- _WORK TO BE COMPLETED_: Return every record verbatim.

THE DATA section start

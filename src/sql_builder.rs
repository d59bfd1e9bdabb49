//! Parameterized SELECT construction for the club tables.
//!
//! Values are always bound through `?` placeholders, never interpolated.
//!
//! # Example
//!
//! ```rust
//! use clubfin_sdk::SqlBuilder;
//! let (sql, params) = SqlBuilder::new("club_financials")
//!     .where_eq("club_id", "7")
//!     .where_gte("year", "2019")
//!     .order_by(&["year ASC"])
//!     .build();
//! assert_eq!(params, vec!["7", "2019"]);
//! ```

/// Builds parameterized SQL queries; methods return `&mut Self` for chaining.
pub struct SqlBuilder {
    select_cols: Vec<String>,
    is_distinct: bool,
    from_table: String,
    where_clauses: Vec<String>,
    params: Vec<String>,
    order_by_cols: Vec<String>,
    limit_val: Option<usize>,
    offset_val: Option<usize>,
}

impl SqlBuilder {
    /// Create a builder targeting the given table.
    pub fn new(table: &str) -> Self {
        Self {
            select_cols: vec!["*".to_string()],
            is_distinct: false,
            from_table: table.to_string(),
            where_clauses: Vec::new(),
            params: Vec::new(),
            order_by_cols: Vec::new(),
            limit_val: None,
            offset_val: None,
        }
    }

    /// Set the columns to select (replaces the default `*`).
    pub fn select(&mut self, cols: &[&str]) -> &mut Self {
        self.select_cols = cols.iter().map(|c| c.to_string()).collect();
        self
    }

    pub fn distinct(&mut self) -> &mut Self {
        self.is_distinct = true;
        self
    }

    /// Add a raw WHERE condition using one `?` per entry in `params`.
    pub fn where_clause(&mut self, condition: &str, params: &[&str]) -> &mut Self {
        self.where_clauses.push(condition.to_string());
        self.params.extend(params.iter().map(|p| p.to_string()));
        self
    }

    /// Case-insensitive literal substring: `contains(LOWER({column}), LOWER(?))`.
    ///
    /// `%` and `_` in `value` match themselves.
    pub fn where_contains(&mut self, column: &str, value: &str) -> &mut Self {
        self.where_clause(&format!("contains(LOWER({}), LOWER(?))", column), &[value])
    }

    /// Equality: `{column} = ?`.
    pub fn where_eq(&mut self, column: &str, value: &str) -> &mut Self {
        self.where_clause(&format!("{} = ?", column), &[value])
    }

    /// Integer comparison: `{column} >= CAST(? AS BIGINT)`.
    pub fn where_gte(&mut self, column: &str, value: &str) -> &mut Self {
        self.where_clause(&format!("{} >= CAST(? AS BIGINT)", column), &[value])
    }

    /// Integer comparison: `{column} <= CAST(? AS BIGINT)`.
    pub fn where_lte(&mut self, column: &str, value: &str) -> &mut Self {
        self.where_clause(&format!("{} <= CAST(? AS BIGINT)", column), &[value])
    }

    /// Add ORDER BY clauses (e.g. `"year ASC"`).
    pub fn order_by(&mut self, clauses: &[&str]) -> &mut Self {
        self.order_by_cols
            .extend(clauses.iter().map(|c| c.to_string()));
        self
    }

    pub fn limit(&mut self, n: usize) -> &mut Self {
        self.limit_val = Some(n);
        self
    }

    pub fn offset(&mut self, n: usize) -> &mut Self {
        self.offset_val = Some(n);
        self
    }

    /// Build the final SQL string and parameter list.
    pub fn build(&self) -> (String, Vec<String>) {
        let distinct = if self.is_distinct { "DISTINCT " } else { "" };
        let mut parts = vec![
            format!("SELECT {}{}", distinct, self.select_cols.join(", ")),
            format!("FROM {}", self.from_table),
        ];

        if !self.where_clauses.is_empty() {
            parts.push(format!("WHERE {}", self.where_clauses.join(" AND ")));
        }
        if !self.order_by_cols.is_empty() {
            parts.push(format!("ORDER BY {}", self.order_by_cols.join(", ")));
        }
        if let Some(n) = self.limit_val {
            parts.push(format!("LIMIT {}", n));
        }
        if let Some(n) = self.offset_val {
            parts.push(format!("OFFSET {}", n));
        }

        (parts.join("\n"), self.params.clone())
    }
}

THE DATA section end

- _OUTPUT OF THE TASK_:
filename src/sql_builder.rs
repository d59bfd1e9bdabb49
//! Parameterized SELECT construction for the club tables.
//!
//! Values are always bound through `?` placeholders, never interpolated.
//!
//! # Example
//!
//! ```rust
//! use clubfin_sdk::SqlBuilder;
//! let (sql, params) = SqlBuilder::new("club_financials")
//!     .where_eq("club_id", "7")
//!     .where_gte("year", "2019")
//!     .order_by(&["year ASC"])
//!     .build();
//! assert_eq!(params, vec!["7", "2019"]);
//! ```

/// Builds parameterized SQL queries; methods return `&mut Self` for chaining.
pub struct SqlBuilder {
    select_cols: Vec<String>,
    is_distinct: bool,
    from_table: String,
    where_clauses: Vec<String>,
    params: Vec<String>,
    order_by_cols: Vec<String>,
    limit_val: Option<usize>,
    offset_val: Option<usize>,
}

impl SqlBuilder {
    /// Create a builder targeting the given table.
    pub fn new(table: &str) -> Self {
        Self {
            select_cols: vec!["*".to_string()],
            is_distinct: false,
            from_table: table.to_string(),
            where_clauses: Vec::new(),
            params: Vec::new(),
            order_by_cols: Vec::new(),
            limit_val: None,
            offset_val: None,
        }
    }

    /// Set the columns to select (replaces the default `*`).
    pub fn select(&mut self, cols: &[&str]) -> &mut Self {
        self.select_cols = cols.iter().map(|c| c.to_string()).collect();
        self
    }

    pub fn distinct(&mut self) -> &mut Self {
        self.is_distinct = true;
        self
    }

    /// Add a raw WHERE condition using one `?` per entry in `params`.
    pub fn where_clause(&mut self, condition: &str, params: &[&str]) -> &mut Self {
        self.where_clauses.push(condition.to_string());
        self.params.extend(params.iter().map(|p| p.to_string()));
        self
    }

    /// Case-insensitive literal substring: `contains(LOWER({column}), LOWER(?))`.
    ///
    /// `%` and `_` in `value` match themselves.
    pub fn where_contains(&mut self, column: &str, value: &str) -> &mut Self {
        self.where_clause(&format!("contains(LOWER({}), LOWER(?))", column), &[value])
    }

    /// Equality: `{column} = ?`.
    pub fn where_eq(&mut self, column: &str, value: &str) -> &mut Self {
        self.where_clause(&format!("{} = ?", column), &[value])
    }

    /// Integer comparison: `{column} >= CAST(? AS BIGINT)`.
    pub fn where_gte(&mut self, column: &str, value: &str) -> &mut Self {
        self.where_clause(&format!("{} >= CAST(? AS BIGINT)", column), &[value])
    }

    /// Integer comparison: `{column} <= CAST(? AS BIGINT)`.
    pub fn where_lte(&mut self, column: &str, value: &str) -> &mut Self {
        self.where_clause(&format!("{} <= CAST(? AS BIGINT)", column), &[value])
    }

    /// Add ORDER BY clauses (e.g. `"year ASC"`).
    pub fn order_by(&mut self, clauses: &[&str]) -> &mut Self {
        self.order_by_cols
            .extend(clauses.iter().map(|c| c.to_string()));
        self
    }

    pub fn limit(&mut self, n: usize) -> &mut Self {
        self.limit_val = Some(n);
        self
    }

    pub fn offset(&mut self, n: usize) -> &mut Self {
        self.offset_val = Some(n);
        self
    }

    /// Build the final SQL string and parameter list.
    pub fn build(&self) -> (String, Vec<String>) {
        let distinct = if self.is_distinct { "DISTINCT " } else { "" };
        let mut parts = vec![
            format!("SELECT {}{}", distinct, self.select_cols.join(", ")),
            format!("FROM {}", self.from_table),
        ];

        if !self.where_clauses.is_empty() {
            parts.push(format!("WHERE {}", self.where_clauses.join(" AND ")));
        }
        if !self.order_by_cols.is_empty() {
            parts.push(format!("ORDER BY {}", self.order_by_cols.join(", ")));
        }
        if let Some(n) = self.limit_val {
            parts.push(format!("LIMIT {}", n));
        }
        if let Some(n) = self.offset_val {
            parts.push(format!("OFFSET {}", n));
        }

        (parts.join("\n"), self.params.clone())
    }
}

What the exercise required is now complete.